→ WORK REQUEST
Reproduce each entry exactly.
******************************
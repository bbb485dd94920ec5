//! Coordinator-defined roles.

use crate::domain::club::{CustomRole, CustomRoleCreated, CustomRoleDeleted};
use crate::domain::foundation::{
    ClubId, CustomRoleId, DomainError, ErrorCode, EventId, Timestamp, UserId,
};
use crate::domain::store::Document;

/// Adds a role to a club. Names are unique per club, ignoring case.
pub fn create_custom_role(
    doc: &mut Document,
    club_id: &ClubId,
    name: &str,
    description: &str,
    created_by: &UserId,
    now: Timestamp,
) -> Result<CustomRoleCreated, DomainError> {
    doc.require_club(club_id)?;
    let role = CustomRole::define(CustomRoleId::generate(), club_id.clone(), name, description, now)?;
    if doc.custom_roles_of_club(club_id).any(|r| r.has_name(&role.name)) {
        return Err(DomainError::new(
            ErrorCode::CustomRoleExists,
            format!("A role named '{}' already exists in this club", role.name),
        )
        .with_detail("club_id", club_id.to_string()));
    }

    let event = CustomRoleCreated {
        event_id: EventId::new(),
        club_id: club_id.clone(),
        role_id: role.id.clone(),
        name: role.name.clone(),
        created_by: created_by.clone(),
        created_at: now,
    };
    doc.custom_roles.push(role);
    Ok(event)
}

/// Removes a role nobody currently holds.
pub fn delete_custom_role(
    doc: &mut Document,
    role_id: &CustomRoleId,
    deleted_by: &UserId,
    now: Timestamp,
) -> Result<CustomRoleDeleted, DomainError> {
    let club_id = doc.require_custom_role(role_id)?.club_id.clone();
    let holders = doc
        .club_memberships
        .iter()
        .filter(|m| m.role.custom_id() == Some(role_id))
        .count();
    if holders > 0 {
        return Err(DomainError::new(
            ErrorCode::CustomRoleInUse,
            format!("Role is held by {} member(s)", holders),
        )
        .with_detail("role_id", role_id.to_string()));
    }

    doc.custom_roles.retain(|r| &r.id != role_id);
    Ok(CustomRoleDeleted {
        event_id: EventId::new(),
        club_id,
        role_id: role_id.clone(),
        deleted_by: deleted_by.clone(),
        deleted_at: now,
    })
}

#[cfg(test)]
mod tests {
    use super::*;
    use crate::domain::club::MemberRole;
    use crate::domain::store::bootstrap_document;

    fn club() -> ClubId {
        ClubId::new("1").unwrap()
    }

    fn coordinator() -> UserId {
        UserId::new("2").unwrap()
    }

    #[test]
    fn create_adds_role_to_club() {
        let mut doc = bootstrap_document();
        let event = create_custom_role(&mut doc, &club(), "Event Manager", "Plans events", &coordinator(), Timestamp::now())
            .unwrap();
        assert_eq!(doc.custom_roles_of_club(&club()).count(), 2);
        assert!(doc.custom_role(&event.role_id).is_some());
    }

    #[test]
    fn duplicate_names_conflict_case_insensitively() {
        let mut doc = bootstrap_document();
        let err = create_custom_role(&mut doc, &club(), "tech lead", "", &coordinator(), Timestamp::now())
            .unwrap_err();
        assert_eq!(err.code, ErrorCode::CustomRoleExists);
    }

    #[test]
    fn builtin_names_are_rejected() {
        let mut doc = bootstrap_document();
        let err = create_custom_role(&mut doc, &club(), "Treasurer", "", &coordinator(), Timestamp::now())
            .unwrap_err();
        assert_eq!(err.code, ErrorCode::InvalidFormat);
    }

    #[test]
    fn delete_refused_while_held() {
        let mut doc = bootstrap_document();
        let role_id = CustomRoleId::new("1").unwrap();
        doc.club_memberships[0].role = MemberRole::Custom(role_id.clone());

        let err = delete_custom_role(&mut doc, &role_id, &coordinator(), Timestamp::now()).unwrap_err();
        assert_eq!(err.code, ErrorCode::CustomRoleInUse);
        assert!(doc.custom_role(&role_id).is_some());
    }

    #[test]
    fn delete_unused_role() {
        let mut doc = bootstrap_document();
        let role_id = CustomRoleId::new("1").unwrap();
        let event = delete_custom_role(&mut doc, &role_id, &coordinator(), Timestamp::now()).unwrap();
        assert_eq!(event.club_id, club());
        assert!(doc.custom_role(&role_id).is_none());
    }
}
******************************
→ REPLY TO THE EXERCISE
repository bbb485dd94920ec5
//! Coordinator-defined roles.

use crate::domain::club::{CustomRole, CustomRoleCreated, CustomRoleDeleted};
use crate::domain::foundation::{
    ClubId, CustomRoleId, DomainError, ErrorCode, EventId, Timestamp, UserId,
};
use crate::domain::store::Document;

/// Adds a role to a club. Names are unique per club, ignoring case.
pub fn create_custom_role(
    doc: &mut Document,
    club_id: &ClubId,
    name: &str,
    description: &str,
    created_by: &UserId,
    now: Timestamp,
) -> Result<CustomRoleCreated, DomainError> {
    doc.require_club(club_id)?;
    let role = CustomRole::define(CustomRoleId::generate(), club_id.clone(), name, description, now)?;
    if doc.custom_roles_of_club(club_id).any(|r| r.has_name(&role.name)) {
        return Err(DomainError::new(
            ErrorCode::CustomRoleExists,
            format!("A role named '{}' already exists in this club", role.name),
        )
        .with_detail("club_id", club_id.to_string()));
    }

    let event = CustomRoleCreated {
        event_id: EventId::new(),
        club_id: club_id.clone(),
        role_id: role.id.clone(),
        name: role.name.clone(),
        created_by: created_by.clone(),
        created_at: now,
    };
    doc.custom_roles.push(role);
    Ok(event)
}

/// Removes a role nobody currently holds.
pub fn delete_custom_role(
    doc: &mut Document,
    role_id: &CustomRoleId,
    deleted_by: &UserId,
    now: Timestamp,
) -> Result<CustomRoleDeleted, DomainError> {
    let club_id = doc.require_custom_role(role_id)?.club_id.clone();
    let holders = doc
        .club_memberships
        .iter()
        .filter(|m| m.role.custom_id() == Some(role_id))
        .count();
    if holders > 0 {
        return Err(DomainError::new(
            ErrorCode::CustomRoleInUse,
            format!("Role is held by {} member(s)", holders),
        )
        .with_detail("role_id", role_id.to_string()));
    }

    doc.custom_roles.retain(|r| &r.id != role_id);
    Ok(CustomRoleDeleted {
        event_id: EventId::new(),
        club_id,
        role_id: role_id.clone(),
        deleted_by: deleted_by.clone(),
        deleted_at: now,
    })
}

#[cfg(test)]
mod tests {
    use super::*;
    use crate::domain::club::MemberRole;
    use crate::domain::store::bootstrap_document;

    fn club() -> ClubId {
        ClubId::new("1").unwrap()
    }

    fn coordinator() -> UserId {
        UserId::new("2").unwrap()
    }

    #[test]
    fn create_adds_role_to_club() {
        let mut doc = bootstrap_document();
        let event = create_custom_role(&mut doc, &club(), "Event Manager", "Plans events", &coordinator(), Timestamp::now())
            .unwrap();
        assert_eq!(doc.custom_roles_of_club(&club()).count(), 2);
        assert!(doc.custom_role(&event.role_id).is_some());
    }

    #[test]
    fn duplicate_names_conflict_case_insensitively() {
        let mut doc = bootstrap_document();
        let err = create_custom_role(&mut doc, &club(), "tech lead", "", &coordinator(), Timestamp::now())
            .unwrap_err();
        assert_eq!(err.code, ErrorCode::CustomRoleExists);
    }

    #[test]
    fn builtin_names_are_rejected() {
        let mut doc = bootstrap_document();
        let err = create_custom_role(&mut doc, &club(), "Treasurer", "", &coordinator(), Timestamp::now())
            .unwrap_err();
        assert_eq!(err.code, ErrorCode::InvalidFormat);
    }

    #[test]
    fn delete_refused_while_held() {
        let mut doc = bootstrap_document();
        let role_id = CustomRoleId::new("1").unwrap();
        doc.club_memberships[0].role = MemberRole::Custom(role_id.clone());

        let err = delete_custom_role(&mut doc, &role_id, &coordinator(), Timestamp::now()).unwrap_err();
        assert_eq!(err.code, ErrorCode::CustomRoleInUse);
        assert!(doc.custom_role(&role_id).is_some());
    }

    #[test]
    fn delete_unused_role() {
        let mut doc = bootstrap_document();
        let role_id = CustomRoleId::new("1").unwrap();
        let event = delete_custom_role(&mut doc, &role_id, &coordinator(), Timestamp::now()).unwrap();
        assert_eq!(event.club_id, club());
        assert!(doc.custom_role(&role_id).is_none());
    }
}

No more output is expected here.